B Cell Lymphoma occurs when B Cells mutate and become cancerous. Subsequently, as the cancerous B Cells clone themselves, the cancer proliferates.
B cell lymphomas comprise a few dozen individual cancers, that affect the b cells in the lymphatic system. However, the most common type is diffuse large b cell lymphoma (DLBCL), and researchers use the R-IPI for determining survival rates.
This type of lymphoma accounts for 80-90% of all Non-Hodgkin’s Lymphomas (NHL). The other major subset is T-Cell lymphoma.
Types of B cell lymphoma
Lymphomas are categorized according to how the B cells are affected. An in-depth list of lymphoma classifications is available for reference. Please select a link for a specific lymphoma or group of lymphomas.
- Follicular lymphoma
- Burkitt's lymphoma
- Endemic Burkitt's lymphoma
- Sporadic Burkitt's lymphoma
- Marginal Zone Lymphoma
- Mucosa-Associated Lymphoid Tissue
- MALT / MALToma (extranodal)
- Monocytoid B cell lymphoma (nodal)
- Splenic Lymphoma with villous lymphocytes
- Mantle Cell Lymphoma
- Large Cell Lymphoma
- Chronic Lymphocytic Leukemia (CLL)
- Small Lymphocytic Lymphoma (SLL)
- Precursor B-lymphoblastic lymphoma
Causes and Risk Factors of B cell lymphoma
B cell lymphomas usually have genetic origins, though they are also linked to environmental factors, immunodeficiency, viruses, and connective tissue disorders. To put it bluntly, there is no truthful answer to, "What causes B cell lymphoma?" The "causes" are not entirely understood, so it is more helpful to focus on risk factors. Please see "What causes lymphoma?" for more detailed information.
The major risk factors for NHL include
- Immune deficiencies
- These deficiencies can be genetic, drug-induced, linked to organ transplants, caused by chemical exposure, or be the result of other diseases such as HIV/AIDS.
- Autoimmune diseases
- The immune system constantly attacks a certain part of the body.
- Chronic infections
- These cause the immune system to generate new lymphocytes at a high rate, thereby increasing the risk of cancerous mutation.
Symptoms of Non-Hodgkin Lymphoma are varied, but may include some or all of the following
- Swollen lymph nodes in the neck, armpits, and/or groin.
- Unintentional or unexplained weight loss.
- Night sweats
- Fatigue or tiredness
- High fever
- Pain or bloating in the abdomen
- Chest pain or a persistent cough
- Difficulty breathing
These symptoms are also indicators of many other diseases, so your doctor will have to run specialized tests to make an accurate diagnosis.
The first step in any diagnosis is a physical exam. The doctor will likely search for any swollen nodes and examine your spleen and liver.
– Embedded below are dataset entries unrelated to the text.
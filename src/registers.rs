//! Heidelberg Energy Control register map and the per-adapter register cache.
//!
//! Addresses mirror the device's Modbus map (external interface document
//! "Modbus Register-Layouts", versions 1.0.7 / 1.0.8). All telemetry lives in
//! input registers (FC04); configuration, lock and preset registers are
//! holding registers (FC03/FC06). 32-bit quantities span two consecutive
//! registers, high word first.

use std::time::Duration;

use tokio::time::Instant;

// ============================================================================
// Register addresses
// ============================================================================

/// Size of the addressable register bank. Index 0 is unused.
pub const REGISTER_COUNT: usize = 820;

/// Slave id echo; the device answers its own bus address here.
pub const REG_SLAVE_ID_ECHO: u16 = 1;
/// Register-layout version, e.g. 0x0107 or 0x0108.
pub const REG_LAYOUT_VERSION: u16 = 4;
/// Charging state, values 2..=11.
pub const REG_CHARGING_STATE: u16 = 5;
/// Phase currents L1..L3 in 0.1 A steps.
pub const REG_CURRENT_L1: u16 = 6;
/// Internal temperature in 0.1 °C steps.
pub const REG_TEMPERATURE: u16 = 9;
/// Phase voltages L1..L3 in whole volts.
pub const REG_VOLTAGE_L1: u16 = 10;
/// Nonzero when the external lock input allows charging.
pub const REG_LOCK_CAPABLE: u16 = 13;
/// Active power in watts.
pub const REG_POWER: u16 = 14;
/// Energy since power-on, 32-bit in 0.001 kWh, high word.
pub const REG_SESSION_ENERGY_HI: u16 = 15;
/// Energy since power-on, low word.
pub const REG_SESSION_ENERGY_LO: u16 = 16;
/// Total energy, 32-bit in 0.001 kWh, high word.
pub const REG_TOTAL_ENERGY_HI: u16 = 17;
/// Total energy, low word.
pub const REG_TOTAL_ENERGY_LO: u16 = 18;
/// Maximal charging current the box is wired for, raw register value.
pub const REG_HW_MAX_CURRENT: u16 = 100;
/// Minimal charging current the box accepts, raw register value.
pub const REG_HW_MIN_CURRENT: u16 = 101;
/// First register of the logistic string block (two chars per register).
pub const REG_LOGISTIC_FIRST: u16 = 102;
/// Last register of the logistic string block, inclusive.
pub const REG_LOGISTIC_LAST: u16 = 133;
/// Watchdog timeout in milliseconds; 0 disables the watchdog.
pub const REG_WATCHDOG_TIMEOUT: u16 = 257;
/// Standby function control; 4 disables standby.
pub const REG_STANDBY_CONTROL: u16 = 258;
/// Remote lock; 0 locks the box, 1 unlocks it.
pub const REG_REMOTE_LOCK: u16 = 259;
/// Charging current preset in 0.1 A steps.
pub const REG_CURRENT_PRESET: u16 = 261;
/// First diagnostic register.
pub const REG_DIAG_FIRST: u16 = 300;
/// Last diagnostic register, inclusive.
pub const REG_DIAG_LAST: u16 = 318;
/// First register of the error memory.
pub const REG_ERROR_MEM_FIRST: u16 = 500;
/// Last register of the error memory, inclusive.
pub const REG_ERROR_MEM_LAST: u16 = 819;

/// Register-layout versions above this threshold can read the standby and
/// remote-lock registers; 1.0.7 can only write them (reads time out).
pub const LAYOUT_VERSION_STANDBY_READ: u16 = 0x107;

/// Standby control value that keeps the box permanently awake.
pub const STANDBY_DISABLED: u16 = 4;

/// Input register blocks read on every refresh: (start, count).
pub(crate) const BASE_INPUT_BLOCKS: [(u16, u16); 2] = [(1, 18), (100, 34)];

/// Additional input register blocks read on a full refresh only.
pub(crate) const FULL_INPUT_BLOCKS: [(u16, u16); 5] =
    [(300, 19), (500, 100), (600, 100), (700, 100), (800, 20)];

// ============================================================================
// Register cache
// ============================================================================

/// Fixed-size register bank with a time-to-live refresh stamp.
///
/// The cache never refreshes itself; the link manager writes into it and
/// stamps it after a fully successful read cycle. Accessors are required to
/// run a refresh check before indexing. Addresses outside `0..REGISTER_COUNT`
/// are a programming error and panic.
#[derive(Debug)]
pub struct RegisterCache {
    regs: [u16; REGISTER_COUNT],
    last_refresh: Option<Instant>,
    ttl: Duration,
}

impl RegisterCache {
    /// Create a zero-initialised cache with the given time-to-live.
    pub fn new(ttl: Duration) -> Self {
        Self {
            regs: [0; REGISTER_COUNT],
            last_refresh: None,
            ttl,
        }
    }

    /// Read one cached register value. Call only after a refresh check.
    pub fn get(&self, address: u16) -> u16 {
        self.regs[usize::from(address)]
    }

    /// Overwrite one cached register value.
    pub fn set(&mut self, address: u16, value: u16) {
        self.regs[usize::from(address)] = value;
    }

    /// Atomically overwrite a contiguous slice starting at `start`.
    pub fn refresh_range(&mut self, start: u16, values: &[u16]) {
        let start = usize::from(start);
        self.regs[start..start + values.len()].copy_from_slice(values);
    }

    /// Decode a 32-bit quantity stored high word first at `hi`/`hi + 1`.
    pub fn get_u32(&self, hi: u16) -> u32 {
        (u32::from(self.get(hi)) << 16) | u32::from(self.get(hi + 1))
    }

    /// Whether the cache is still within its time-to-live at `now`.
    pub fn is_fresh(&self, now: Instant) -> bool {
        match self.last_refresh {
            Some(stamp) => now < stamp + self.ttl,
            None => false,
        }
    }

    /// Stamp the cache after a fully successful refresh cycle.
    pub fn mark_refreshed(&mut self, now: Instant) {
        self.last_refresh = Some(now);
    }

    /// Copy out an inclusive register range, e.g. the diagnostic block.
    pub fn range(&self, first: u16, last: u16) -> Vec<u16> {
        self.regs[usize::from(first)..=usize::from(last)].to_vec()
    }

    /// The whole bank, for the raw register endpoint.
    pub fn raw(&self) -> &[u16; REGISTER_COUNT] {
        &self.regs
    }
}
They will also record a medical history.
If cancer is suspected, the doctor will usually order blood tests. He will do a complete blood count (CBC) to discover the number of white blood cells, red blood cells, and platelets in your blood stream. Abnormal blood counts can be an indicator of lymphoma. The doctor will also check for other indicators, such as Lactate Dehydrogenase (LDH); high levels of LDH can indicate lymphoma.
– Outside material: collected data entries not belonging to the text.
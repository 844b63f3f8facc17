//! 标注与阳性发现
//!
//! 标注类别限定在固定的临床分类中，赋值时即校验。

use chrono::{DateTime, Utc};
use serde::{Deserialize, Serialize};
use std::fmt;
use std::str::FromStr;
use uuid::Uuid;

/// 标注类别
#[derive(Debug, Clone, Copy, PartialEq, Eq, Hash, PartialOrd, Ord, Serialize, Deserialize)]
pub enum LabelCategory {
    #[serde(rename = "M")]
    Fungus,
    #[serde(rename = "TR")]
    Trichomonas,
    #[serde(rename = "AM")]
    Actinomyces,
    #[serde(rename = "CL")]
    ClueCell,
    #[serde(rename = "CMV")]
    Cytomegalovirus,
    #[serde(rename = "HSV")]
    HerpesVirus,
    #[serde(rename = "IM")]
    Inflammation,
    #[serde(rename = "S")]
    Atrophy,
    #[serde(rename = "ASC-US")]
    AscUs,
    #[serde(rename = "ASC-H")]
    AscH,
    #[serde(rename = "AGC(NSL)-CC")]
    AgcNslCervical,
    #[serde(rename = "AGC(NSL)-E")]
    AgcNslEndometrial,
    #[serde(rename = "AGC(NSL)-US")]
    AgcNslUnspecified,
    #[serde(rename = "LSIL")]
    Lsil,
    #[serde(rename = "AGC(FN)-CC")]
    AgcFnCervical,
    #[serde(rename = "AGC(FN)-US")]
    AgcFnUnspecified,
    #[serde(rename = "HSIL")]
    Hsil,
    #[serde(rename = "AIS")]
    Ais,
    #[serde(rename = "SCC")]
    Scc,
    #[serde(rename = "GC-CC")]
    AdenocarcinomaCervical,
    #[serde(rename = "GC-E")]
    AdenocarcinomaEndometrial,
    #[serde(rename = "GC-OT")]
    AdenocarcinomaOther,
}

impl LabelCategory {
    pub const ALL: [LabelCategory; 22] = [
        LabelCategory::Fungus,
        LabelCategory::Trichomonas,
        LabelCategory::Actinomyces,
        LabelCategory::ClueCell,
        LabelCategory::Cytomegalovirus,
        LabelCategory::HerpesVirus,
        LabelCategory::Inflammation,
        LabelCategory::Atrophy,
        LabelCategory::AscUs,
        LabelCategory::AscH,
        LabelCategory::AgcNslCervical,
        LabelCategory::AgcNslEndometrial,
        LabelCategory::AgcNslUnspecified,
        LabelCategory::Lsil,
        LabelCategory::AgcFnCervical,
        LabelCategory::AgcFnUnspecified,
        LabelCategory::Hsil,
        LabelCategory::Ais,
        LabelCategory::Scc,
        LabelCategory::AdenocarcinomaCervical,
        LabelCategory::AdenocarcinomaEndometrial,
        LabelCategory::AdenocarcinomaOther,
    ];

    /// 分类代码，也是存储和接口中使用的值
    pub fn code(&self) -> &'static str {
        match self {
            LabelCategory::Fungus => "M",
            LabelCategory::Trichomonas => "TR",
            LabelCategory::Actinomyces => "AM",
            LabelCategory::ClueCell => "CL",
            LabelCategory::Cytomegalovirus => "CMV",
            LabelCategory::HerpesVirus => "HSV",
            LabelCategory::Inflammation => "IM",
            LabelCategory::Atrophy => "S",
            LabelCategory::AscUs => "ASC-US",
            LabelCategory::AscH => "ASC-H",
            LabelCategory::AgcNslCervical => "AGC(NSL)-CC",
            LabelCategory::AgcNslEndometrial => "AGC(NSL)-E",
            LabelCategory::AgcNslUnspecified => "AGC(NSL)-US",
            LabelCategory::Lsil => "LSIL",
            LabelCategory::AgcFnCervical => "AGC(FN)-CC",
            LabelCategory::AgcFnUnspecified => "AGC(FN)-US",
            LabelCategory::Hsil => "HSIL",
            LabelCategory::Ais => "AIS",
            LabelCategory::Scc => "SCC",
            LabelCategory::AdenocarcinomaCervical => "GC-CC",
            LabelCategory::AdenocarcinomaEndometrial => "GC-E",
            LabelCategory::AdenocarcinomaOther => "GC-OT",
        }
    }

    pub fn display_name(&self) -> &'static str {
        match self {
            LabelCategory::Fungus => "真菌",
            LabelCategory::Trichomonas => "阴道滴虫",
            LabelCategory::Actinomyces => "放线菌",
            LabelCategory::ClueCell => "线索细胞",
            LabelCategory::Cytomegalovirus => "巨细胞病毒",
            LabelCategory::HerpesVirus => "疱疹病毒",
            LabelCategory::Inflammation => "炎症",
            LabelCategory::Atrophy => "萎缩",
            LabelCategory::AscUs => "非典型鳞状细胞意义不明",
            LabelCategory::AscH => "非典型鳞状细胞不除外上皮高度病",
            LabelCategory::AgcNslCervical => "非典型腺细胞(无具体指向)宫颈管",
            LabelCategory::AgcNslEndometrial => "非典型腺细胞(无具体指向)宫内膜",
            LabelCategory::AgcNslUnspecified => "非典型腺细胞(无具体指向)不能确定来源",
            LabelCategory::Lsil => "鳞状上皮内低度病变",
            LabelCategory::AgcFnCervical => "非典型腺细胞(倾向瘤变)宫颈管",
            LabelCategory::AgcFnUnspecified => "非典型腺细胞(倾向瘤变)不能确定来源",
            LabelCategory::Hsil => "鳞状上皮内高度病变",
            LabelCategory::Ais => "颈管原位癌",
            LabelCategory::Scc => "鳞状细胞癌",
            LabelCategory::AdenocarcinomaCervical => "腺癌宫颈管",
            LabelCategory::AdenocarcinomaEndometrial => "腺癌宫内膜",
            LabelCategory::AdenocarcinomaOther => "腺癌其他",
        }
    }

    /// 模板变量中使用的代码形式，如 `AGC(NSL)-CC` → `AGC_NSL_CC`
    pub fn field_key(&self) -> String {
        let mut key = String::new();
        for c in self.code().chars() {
            match c {
                '(' | '-' => {
                    if !key.ends_with('_') {
                        key.push('_');
                    }
                }
                ')' => {}
                c => key.push(c),
            }
        }
        key
    }
}

impl Default for LabelCategory {
    fn default() -> Self {
        LabelCategory::Fungus
    }
}

impl FromStr for LabelCategory {
    type Err = String;

    fn from_str(s: &str) -> Result<Self, Self::Err> {
        let code = s.trim();
        LabelCategory::ALL
            .iter()
            .copied()
            .find(|c| c.code().eq_ignore_ascii_case(code))
            .ok_or_else(|| format!("'{}' is not a known label category", code))
    }
}

impl fmt::Display for LabelCategory {
    fn fmt(&self, f: &mut fmt::Formatter<'_>) -> fmt::Result {
        f.write_str(self.code())
    }
}

/// 医生在切片上画的标注框
#[derive(Debug, Clone, PartialEq, Serialize, Deserialize)]
pub struct LabelItem {
    pub id: Uuid,
    pub diagnosis_id: i64,
    pub category: LabelCategory,
    pub x: f64,
    pub y: f64,
    pub w: f64,
    pub h: f64,
    pub zoom_level: f64,
    pub confidence: f64,
    /// 标注医生
    pub author: Uuid,
    pub region_picture: Option<String>,
    pub created_at: DateTime<Utc>,
    pub modified_at: DateTime<Utc>,
}

/// 新建标注请求
#[derive(Debug, Clone, Deserialize)]
pub struct LabelInput {
    #[serde(default)]
    pub category: Option<String>,
    pub x: f64,
    pub y: f64,
    pub w: f64,
    pub h: f64,
    #[serde(default, alias = "zoomLevel")]
    pub zoom_level: Option<f64>,
    #[serde(default)]
    pub confidence: Option<f64>,
}

#[derive(Debug, Clone, PartialEq)]
pub struct NewLabel {
    pub diagnosis_id: i64,
    pub category: LabelCategory,
    pub x: f64,
    pub y: f64,
    pub w: f64,
    pub h: f64,
    pub zoom_level: f64,
    pub confidence: f64,
    pub author: Uuid,
}

/// 诊断的阳性发现汇总，每个分类一个勾选项
#[derive(Debug, Clone, Default, PartialEq, Serialize)]
pub struct FindingsReport {
    pub diagnosis_id: i64,
    pub findings: Vec<LabelCategory>,
    pub label_count: usize,
}

impl FindingsReport {
    pub fn from_labels(diagnosis_id: i64, labels: &[LabelItem]) -> Self {
        let mut findings: Vec<LabelCategory> = labels.iter().map(|l| l.category).collect();
        findings.sort();
        findings.dedup();
        Self {
            diagnosis_id,
            findings,
            label_count: labels.len(),
        }
    }

    pub fn contains(&self, category: LabelCategory) -> bool {
        self.findings.contains(&category)
    }
}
If blood tests point toward cancer, chest X-rays or cat scans may be performed to check for swollen lymph nodes and other symptoms that the doctor can’t see via physical exam.
The final step in diagnosis is a biopsy. The doctor will remove a small sample of lymph tissue, usually a portion of a lymph node or a whole lymph node, and send it to the lab for analysis. A biopsy will let the doctor know if you have cancer, what type it is, and it will help them stage the disease.
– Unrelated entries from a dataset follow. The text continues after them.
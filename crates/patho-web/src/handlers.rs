//! HTTP处理器

use crate::error::ApiResult;
use crate::extract::{ApiJson, ApiPath, ApiQuery};
use crate::state::AppState;
use axum::{
    extract::{multipart::MultipartError, Multipart, State},
    http::StatusCode,
    response::{IntoResponse, Json},
    Extension,
};
use patho_core::{
    validation::validate_description, DiagnosisInput, DiagnosisPatch, Identity, LabelCategory,
    LabelInput, PathoError, PathologyPicture, PatientInput, PatientUpdate, ValidationErrors,
};
use patho_database::Page;
use patho_integration::{dzi_path_for, tiles_dir_for, DeepZoomDescriptor, RegionRect};
use patho_storage::{StorageManager, UploadWriter, ORIGIN_IMAGES_DIR};
use patho_workflow::ListQuery;
use serde::{Deserialize, Serialize};
use serde_json::json;
use tracing::{debug, error, info, warn};
use uuid::Uuid;

/// API根路径处理器
pub async fn api_root() -> impl IntoResponse {
    Json(json!({
        "service": "Pathology Review API",
        "version": env!("CARGO_PKG_VERSION"),
        "status": "running",
        "endpoints": {
            "health": "/health",
            "api": "/api/v1",
            "report": "/pathology/generatedoc"
        }
    }))
}

/// 健康检查处理器
pub async fn health() -> impl IntoResponse {
    Json(json!({
        "status": "healthy",
        "timestamp": chrono::Utc::now().to_rfc3339(),
        "version": env!("CARGO_PKG_VERSION")
    }))
}

/// 分页列表响应
#[derive(Debug, Serialize)]
pub struct ListResponse<T> {
    pub count: usize,
    pub offset: usize,
    pub limit: usize,
    pub next: Option<usize>,
    pub previous: Option<usize>,
    pub results: Vec<T>,
}

impl<T> From<Page<T>> for ListResponse<T> {
    fn from(page: Page<T>) -> Self {
        Self {
            count: page.total,
            offset: page.offset,
            limit: page.limit,
            next: page.next_offset(),
            previous: page.previous_offset(),
            results: page.items,
        }
    }
}

// 患者

#[derive(Debug, Default, Deserialize)]
pub struct PatientQueryParams {
    #[serde(default)]
    pub name: Option<String>,
    #[serde(default)]
    pub limit: Option<usize>,
    #[serde(default)]
    pub offset: Option<usize>,
}

pub async fn create_patient(
    State(state): State<AppState>,
    ApiJson(input): ApiJson<PatientInput>,
) -> ApiResult<impl IntoResponse> {
    let patient = state.service.create_patient(&input).await?;
    Ok((StatusCode::CREATED, Json(patient)))
}

pub async fn list_patients(
    State(state): State<AppState>,
    ApiQuery(params): ApiQuery<PatientQueryParams>,
) -> ApiResult<impl IntoResponse> {
    let policy = state.listing.policy();
    let limit = policy.page_size(params.limit)?;
    let offset = policy.offset(params.offset)?;
    let page = state
        .service
        .search_patients(params.name.as_deref(), offset, limit)
        .await?;
    Ok(Json(ListResponse::from(page)))
}

pub async fn get_patient(
    State(state): State<AppState>,
    ApiPath(id): ApiPath<i64>,
) -> ApiResult<impl IntoResponse> {
    Ok(Json(state.service.get_patient(id).await?))
}

pub async fn update_patient(
    State(state): State<AppState>,
    ApiPath(id): ApiPath<i64>,
    ApiJson(update): ApiJson<PatientUpdate>,
) -> ApiResult<impl IntoResponse> {
    Ok(Json(state.service.update_patient(id, &update).await?))
}

/// 删除患者及其全部图片
pub async fn delete_patient(
    State(state): State<AppState>,
    ApiPath(id): ApiPath<i64>,
) -> ApiResult<impl IntoResponse> {
    let pictures = state.service.delete_patient(id).await?;
    for picture in &pictures {
        remove_picture_files(&state.storage, picture).await;
    }
    info!("Deleted patient {} with {} pictures", id, pictures.len());
    Ok(StatusCode::NO_CONTENT)
}

pub async fn patient_pictures(
    State(state): State<AppState>,
    ApiPath(id): ApiPath<i64>,
) -> ApiResult<impl IntoResponse> {
    state.service.get_patient(id).await?;
    Ok(Json(state.service.pictures_for_patient(id).await?))
}

// 病理图片

fn multipart_error(e: MultipartError) -> PathoError {
    PathoError::invalid("body", e.body_text())
}

/// 上传表单，文件字段边接收边写入存储
#[derive(Default)]
struct UploadForm {
    patient_id: Option<String>,
    description: String,
    file: Option<UploadWriter>,
}

impl UploadForm {
    async fn read(
        &mut self,
        storage: &StorageManager,
        multipart: &mut Multipart,
    ) -> Result<(), PathoError> {
        while let Some(mut field) = multipart.next_field().await.map_err(multipart_error)? {
            let name = field.name().unwrap_or_default().to_string();
            match name.as_str() {
                "patient_id" => {
                    self.patient_id = Some(field.text().await.map_err(multipart_error)?)
                }
                "description" => {
                    self.description = field.text().await.map_err(multipart_error)?
                }
                "file" => {
                    if let Some(previous) = self.file.take() {
                        previous.abort().await?;
                    }
                    let file_name = field.file_name().unwrap_or("upload").to_string();
                    let writer = self
                        .file
                        .insert(storage.begin_upload(ORIGIN_IMAGES_DIR, &file_name).await?);
                    while let Some(chunk) = field.chunk().await.map_err(multipart_error)? {
                        writer.write_chunk(&chunk).await?;
                    }
                }
                other => debug!("Ignoring multipart field {}", other),
            }
        }
        Ok(())
    }

    fn validate(&self) -> Result<i64, PathoError> {
        let mut errors = ValidationErrors::new();
        let patient_id = match self.patient_id.as_deref().map(str::trim) {
            None | Some("") => {
                errors.add("patient_id", "is required");
                None
            }
            Some(raw) => match raw.parse::<i64>() {
                Ok(id) => Some(id),
                Err(_) => {
                    errors.add("patient_id", "must be an integer");
                    None
                }
            },
        };
        match &self.file {
            None => errors.add("file", "is required"),
            Some(writer) if writer.size() == 0 => errors.add("file", "must not be empty"),
            _ => {}
        }
        errors.into_result()?;
        validate_description(&self.description)?;
        patient_id.ok_or_else(|| PathoError::invalid("patient_id", "is required"))
    }

    /// 删除已写入的部分文件
    async fn discard(self) {
        if let Some(writer) = self.file {
            let relative = writer.relative_path().to_string();
            if let Err(e) = writer.abort().await {
                warn!("Failed to remove rejected upload {}: {}", relative, e);
            }
        }
    }
}

/// 上传病理图片
///
/// multipart 字段：`patient_id`、`description`（可选）、`file`。
/// 图片登记后立即进入切图队列。
pub async fn upload_picture(
    State(state): State<AppState>,
    mut multipart: Multipart,
) -> ApiResult<impl IntoResponse> {
    let mut form = UploadForm::default();
    let accepted = async {
        form.read(&state.storage, &mut multipart).await?;
        let patient_id = form.validate()?;
        state.service.get_patient(patient_id).await?;
        Ok::<_, PathoError>(patient_id)
    }
    .await;
    let patient_id = match accepted {
        Ok(id) => id,
        Err(e) => {
            form.discard().await;
            return Err(e.into());
        }
    };

    let description = std::mem::take(&mut form.description);
    let Some(writer) = form.file.take() else {
        return Err(PathoError::invalid("file", "is required").into());
    };
    let relative = writer.relative_path().to_string();
    let stored = match writer.finish().await {
        Ok(stored) => stored,
        Err(e) => {
            if let Err(cleanup) = state.storage.remove_file(&relative).await {
                warn!("Failed to remove unfinished upload {}: {}", relative, cleanup);
            }
            return Err(e.into());
        }
    };

    let picture = match state
        .service
        .register_picture(patient_id, &stored.relative_path, &stored.checksum, &description)
        .await
    {
        Ok(picture) => picture,
        Err(e) => {
            if let Err(cleanup) = state.storage.remove_file(&stored.relative_path).await {
                warn!("Failed to remove unregistered upload {}: {}", stored.relative_path, cleanup);
            }
            return Err(e.into());
        }
    };

    if let Err(e) = state.tiling.enqueue(picture.id, &picture.file).await {
        error!("Failed to enqueue tiling for picture {}: {}", picture.id, e);
    }

    info!(
        "Uploaded picture {} for patient {} ({} bytes)",
        picture.id, patient_id, stored.size
    );
    Ok((StatusCode::CREATED, Json(picture)))
}

pub async fn get_picture(
    State(state): State<AppState>,
    ApiPath(id): ApiPath<i64>,
) -> ApiResult<impl IntoResponse> {
    Ok(Json(state.service.get_picture(id).await?))
}

pub async fn delete_picture(
    State(state): State<AppState>,
    ApiPath(id): ApiPath<i64>,
) -> ApiResult<impl IntoResponse> {
    let picture = state.service.delete_picture(id).await?;
    remove_picture_files(&state.storage, &picture).await;
    Ok(StatusCode::NO_CONTENT)
}

/// 切片的 Deep Zoom 元数据，供前端查看器使用
pub async fn picture_dzi(
    State(state): State<AppState>,
    ApiPath(id): ApiPath<i64>,
) -> ApiResult<impl IntoResponse> {
    let picture = state.service.get_picture(id).await?;
    if !picture.is_cutted {
        return Err(PathoError::Conflict(format!("picture {} has not been tiled yet", id)).into());
    }

    let raw = state.storage.get_file(&dzi_path_for(&picture.file)).await?;
    let xml = String::from_utf8(raw)
        .map_err(|e| PathoError::Tiling(format!("dzi is not UTF-8: {}", e)))?;
    let descriptor = DeepZoomDescriptor::parse(&xml)?;

    let tiles_url = format!(
        "{}/{}",
        state.uploads.media_url.trim_end_matches('/'),
        tiles_dir_for(&picture.file)
    );
    Ok(Json(descriptor.to_view(&tiles_url)))
}

async fn remove_picture_files(storage: &StorageManager, picture: &PathologyPicture) {
    let results = [
        storage.remove_file(&picture.file).await,
        storage.remove_file(&dzi_path_for(&picture.file)).await,
        storage.remove_dir(&tiles_dir_for(&picture.file)).await,
    ];
    for result in results {
        if let Err(e) = result {
            warn!("Failed to clean up files of picture {}: {}", picture.id, e);
        }
    }
}

// 诊断

/// 诊断列表，医生只看到分配给自己的诊断
pub async fn list_diagnoses(
    State(state): State<AppState>,
    Extension(identity): Extension<Identity>,
    ApiQuery(query): ApiQuery<ListQuery>,
) -> ApiResult<impl IntoResponse> {
    let page = state.listing.list(&identity, &query).await?;
    Ok(Json(ListResponse::from(page)))
}

pub async fn create_diagnosis(
    State(state): State<AppState>,
    ApiJson(input): ApiJson<DiagnosisInput>,
) -> ApiResult<impl IntoResponse> {
    let diagnosis = state.service.create_diagnosis(&input).await?;
    Ok((StatusCode::CREATED, Json(diagnosis)))
}

pub async fn get_diagnosis(
    State(state): State<AppState>,
    ApiPath(id): ApiPath<i64>,
) -> ApiResult<impl IntoResponse> {
    Ok(Json(state.service.get_diagnosis(id).await?))
}

pub async fn patch_diagnosis(
    State(state): State<AppState>,
    ApiPath(id): ApiPath<i64>,
    ApiJson(patch): ApiJson<DiagnosisPatch>,
) -> ApiResult<impl IntoResponse> {
    Ok(Json(state.service.patch_diagnosis(id, &patch).await?))
}

/// 从诊断所引用的切片上裁剪感兴趣区域
pub async fn crop_region(
    State(state): State<AppState>,
    ApiPath(id): ApiPath<i64>,
    ApiJson(rect): ApiJson<RegionRect>,
) -> ApiResult<impl IntoResponse> {
    let diagnosis = state.service.get_diagnosis(id).await?;
    let picture = state.service.get_picture(diagnosis.picture_id).await?;
    let region = state.cropper.crop(&picture.file, rect).await?;
    Ok(Json(state.service.set_region_picture(id, &region).await?))
}

#[derive(Debug, Deserialize)]
pub struct AssignRequest {
    pub clinician_id: Uuid,
}

fn assignees_body(diagnosis_id: i64, assignees: Vec<Uuid>) -> Json<serde_json::Value> {
    Json(json!({
        "diagnosis_id": diagnosis_id,
        "assignees": assignees
    }))
}

pub async fn list_assignees(
    State(state): State<AppState>,
    ApiPath(id): ApiPath<i64>,
) -> ApiResult<impl IntoResponse> {
    Ok(assignees_body(id, state.service.assignees(id).await?))
}

pub async fn assign_clinician(
    State(state): State<AppState>,
    ApiPath(id): ApiPath<i64>,
    ApiJson(request): ApiJson<AssignRequest>,
) -> ApiResult<impl IntoResponse> {
    let assignees = state
        .service
        .assign_clinician(id, request.clinician_id)
        .await?;
    Ok(assignees_body(id, assignees))
}

pub async fn unassign_clinician(
    State(state): State<AppState>,
    ApiPath((id, clinician_id)): ApiPath<(i64, Uuid)>,
) -> ApiResult<impl IntoResponse> {
    state.service.unassign_clinician(id, clinician_id).await?;
    Ok(StatusCode::NO_CONTENT)
}

// 标注

pub async fn list_labels(
    State(state): State<AppState>,
    ApiPath(id): ApiPath<i64>,
) -> ApiResult<impl IntoResponse> {
    Ok(Json(state.service.labels(id).await?))
}

pub async fn add_label(
    State(state): State<AppState>,
    Extension(identity): Extension<Identity>,
    ApiPath(id): ApiPath<i64>,
    ApiJson(input): ApiJson<LabelInput>,
) -> ApiResult<impl IntoResponse> {
    let label = state.service.add_label(id, &input, &identity).await?;
    Ok((StatusCode::CREATED, Json(label)))
}

pub async fn findings(
    State(state): State<AppState>,
    ApiPath(id): ApiPath<i64>,
) -> ApiResult<impl IntoResponse> {
    let report = state.service.findings(id).await?;
    let names: Vec<&str> = report
        .findings
        .iter()
        .map(LabelCategory::display_name)
        .collect();
    Ok(Json(json!({
        "diagnosis_id": report.diagnosis_id,
        "findings": report.findings,
        "finding_names": names,
        "label_count": report.label_count,
    })))
}

/// 当前请求方
pub async fn current_identity(Extension(identity): Extension<Identity>) -> impl IntoResponse {
    match identity {
        Identity::Anonymous => Json(json!({ "anonymous": true })),
        Identity::Clinician(clinician) => Json(json!({
            "anonymous": false,
            "clinician": clinician
        })),
    }
}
Staging is an important step in diagnosing cancer. Once the doctor knows the type of cancer, they will need to determine the extent of the cancer’s metastasis, or spread throughout the body. This affects the type of treatment a patient needs.
The stages of lymphoma are:
- Stage I
- In this stage, the tumor is restricted to one lymph group. For example, if the tumor has not spread beyond a cluster of lymph nodes in the neck, it is Stage I.
- Stage II
- In this stage, the lymphoma has spread and involves two lymph groups, which are on the same side (above or below) of the diaphragm. For example, if two lymph groups in the neck are involved, it is classified as Stage II. It is also possible for the lymphoma to affect one group of lymph nodes and a nearby organ in this stage, rather than two lymph groups.
- Stage III
- In this stage, the lymphoma is found on both sides of the diaphragm. One organ near the affected lymph groups may contain abnormal cells as well.
- Stage IV
- This is the most progressed stage of lymphoma and is marked by the involvement of more than one organ. Spread to the bone marrow, blood, and/or liver also indicates Stage 4 disease.
- This stage of lymphoma indicates that the disease has come back after previous remission after treatment.
Grades of cancer are also used. The designated grades are "A" and "B".
- Grade "A" cancer
- You have not suffered weight loss or experienced a high fever or night sweats.
- Grade "B"
- You have suffered weight loss and/or experienced a high fever or night sweats.
Doctors may use one or more of these tests in the staging process:
- A bone marrow biopsy
- A PET scan
- A CT scan with contrast
- An MRI
- A spinal tap
- An ultrasound
These tests will identify the spread of the disease for accurate staging.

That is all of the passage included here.